Interview transcript:

Tom Temin: Dave, good to have you back.

Dave Zvenyach: Great to be here. Thanks again for having me.

Tom Temin: And just begin with telling us about the projects in terms of the money. These are not all 14 GSA projects, but money you’ll be funneling to the agencies. Tell us how that all works.

Dave Zvenyach: Sure, as you mentioned, we received about $150 million as part of the American rescue Plan. And the goal for the American rescue plan was to respond to the pandemic and really think about ways that we can improve security and sort of the overall delivery of public services. And so what we’ve invested in so far are the first tranche of funding, really, to really think about how we can improve digital services delivery for the public. And as you mentioned, we have awarded 14 projects so far, everything from reimagining, to helping with the emergency rental assistance program to child tax credit and beyond. Really trying to invest in things that are gonna have a high impact for the public and, like I said, respond to the pandemic.

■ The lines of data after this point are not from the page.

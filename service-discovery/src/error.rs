use std::fmt;
use std::net::SocketAddr;
use std::num::ParseIntError;
use std::time::Duration;

use thiserror::Error;

/// Errors raised while turning local configuration into a service identity.
#[derive(Error, Debug)]
pub enum ConfigError {
    #[error("can't parse service port: no ':' found in listen address {0:?}")]
    MissingPort(String),
    #[error("can't parse service port from listen address {address:?}: {source}")]
    InvalidPort {
        address: String,
        source: ParseIntError,
    },
    #[error("health check interval {interval:?} must be shorter than the check TTL {ttl:?}")]
    HealthCheckInterval { interval: Duration, ttl: Duration },
}

/// Errors returned by a registry backend for a single call.
#[derive(Error, Debug)]
pub enum BackendError {
    #[error("registry request failed: {0}")]
    Transport(#[from] reqwest::Error),
    #[error("registry rejected the request with {status}: {body}")]
    Rejected {
        status: http::StatusCode,
        body: String,
    },
    #[error("invalid registry address: {0}")]
    InvalidAddress(#[from] url::ParseError),
}

/// The registry-facing operations of the lifecycle facade.
#[derive(Debug, Clone, Copy, PartialEq, Eq)]
pub enum Operation {
    Register,
    Deregister,
    HealthCheck,
}

impl Operation {
    pub fn as_str(&self) -> &'static str {
        match self {
            Operation::Register => "register",
            Operation::Deregister => "deregister",
            Operation::HealthCheck => "health_check",
        }
    }
}

impl fmt::Display for Operation {
    fn fmt(&self, f: &mut fmt::Formatter) -> fmt::Result {
        write!(f, "{}", self.as_str())
    }
}

/// Errors surfaced by the lifecycle facade. Never retried locally.
#[derive(Error, Debug)]
pub enum RegistryError {
    #[error("{operation} failed for service {service_id}: {source}")]
    Backend {
        operation: Operation,
        service_id: String,
        source: BackendError,
    },
    #[error("metrics service id {0} is already used by the primary service")]
    DuplicateServiceId(String),
}

impl RegistryError {
    pub fn service_id(&self) -> &str {
        match self {
            RegistryError::Backend { service_id, .. } => service_id,
            RegistryError::DuplicateServiceId(service_id) => service_id,
        }
    }
}

/// Terminal outcomes of the metrics listener task.
#[derive(Error, Debug, Clone, PartialEq, Eq)]
pub enum MetricsError {
    #[error("fail start http prometheus interface on {addr}: {reason}")]
    Bind { addr: SocketAddr, reason: String },
    #[error("http prometheus interface on {addr} stopped serving: {reason}")]
    Serve { addr: SocketAddr, reason: String },
    #[error("metrics listener was shut down")]
    Shutdown,
    #[error("metrics listener task ended without reporting its outcome")]
    Vanished,
}
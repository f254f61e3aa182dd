//! Type-safe price representation using decimal arithmetic.
//!
//! Prices use [`rust_decimal::Decimal`] rather than floats so that cart
//! subtotals stay exact no matter how many lines are summed.

use rust_decimal::Decimal;
use serde::{Deserialize, Serialize};

/// A price with currency information.
#[derive(Debug, Clone, Copy, PartialEq, Eq, Serialize, Deserialize)]
pub struct Price {
    /// Amount in the currency's standard unit (e.g., dollars, not cents).
    pub amount: Decimal,
    /// ISO 4217 currency code.
    pub currency_code: CurrencyCode,
}

impl Price {
    /// Create a new price.
    #[must_use]
    pub const fn new(amount: Decimal, currency_code: CurrencyCode) -> Self {
        Self {
            amount,
            currency_code,
        }
    }

    /// Format for display (e.g., `$19.99`).
    ///
    /// Rounds to two decimal places using banker's rounding.
    #[must_use]
    pub fn display(&self) -> String {
        format!(
            "{}{:.2}",
            self.currency_code.symbol(),
            self.amount.round_dp(2)
        )
    }
}

/// ISO 4217 currency codes.
#[derive(Debug, Clone, Copy, PartialEq, Eq, Hash, Serialize, Deserialize, Default)]
pub enum CurrencyCode {
    #[default]
    USD,
    EUR,
    GBP,
    CAD,
    AUD,
}

impl CurrencyCode {
    /// Currency symbol used for display formatting.
    #[must_use]
    pub const fn symbol(&self) -> &'static str {
        match self {
            Self::USD | Self::CAD | Self::AUD => "$",
            Self::EUR => "\u{20ac}",
            Self::GBP => "\u{a3}",
        }
    }

    /// ISO 4217 three-letter code.
    #[must_use]
    pub const fn code(&self) -> &'static str {
        match self {
            Self::USD => "USD",
            Self::EUR => "EUR",
            Self::GBP => "GBP",
            Self::CAD => "CAD",
            Self::AUD => "AUD",
        }
    }
}

#[cfg(test)]
#[allow(clippy::unwrap_used)]
mod tests {
    use super::*;

    fn dec(s: &str) -> Decimal {
        s.parse().unwrap()
    }

    #[test]
    fn test_display_pads_to_two_places() {
        let price = Price::new(dec("179.9"), CurrencyCode::USD);
        assert_eq!(price.display(), "$179.90");
    }

    #[test]
    fn test_display_whole_amount() {
        let price = Price::new(dec("20"), CurrencyCode::USD);
        assert_eq!(price.display(), "$20.00");
    }

    #[test]
    fn test_display_non_usd_symbol() {
        let price = Price::new(dec("5.5"), CurrencyCode::GBP);
        assert_eq!(price.display(), "\u{a3}5.50");
    }

    #[test]
    fn test_currency_code_strings() {
        assert_eq!(CurrencyCode::USD.code(), "USD");
        assert_eq!(CurrencyCode::EUR.symbol(), "\u{20ac}");
        assert_eq!(CurrencyCode::default(), CurrencyCode::USD);
    }
}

Tom Temin: And how does this money relate or correspond to the technology modernization fund dollars, because a lot of these were already getting some of that money, also. This is a different type of fund, but it seems almost like the same purpose.

Dave Zvenyach: Sure. So the technology modernization fund received about a billion dollars as part of the same American Rescue Plan. And those things are also thinking about modernization. They’re also thinking about security. But this Federal Citizen Services Fund, which is the $150 million that we’re referring to here, is really focused on public facing digital services, really thinking about the differences, thinking that TMF has to go to shared services, thinking about going to other agencies for modernization. We’re really thinking about high impact public experience. And that’s been the nature of the different types of funding. But we certainly work in coordination with TMF and others.

Tom Temin: So that ties basically into the Biden administration’s CX kind of initiative, as opposed to the executive order on cybersecurity. But you must have security as part of this also.

Dave Zvenyach: That’s right. And one of the lessons that I think we really learned throughout the pandemic and before is that ultimately, the public doesn’t need to really understand the nuances and the intricacies of how government works. They just expect service delivery to happen and expect it to happen in a way that makes sense to the public. And what we are trying to do with GTS, and working with the White House and others as part of the customer experience push, is to really think about how we can improve service delivery in a way that actually makes sense to people, as opposed to doing it in a way that makes sense to agencies.

Tom Temin: And you have put these projects for purposes of public consumption into three basic buckets here: recover, rebuild and reimagine. And let’s talk about recovery, what is needing recovery?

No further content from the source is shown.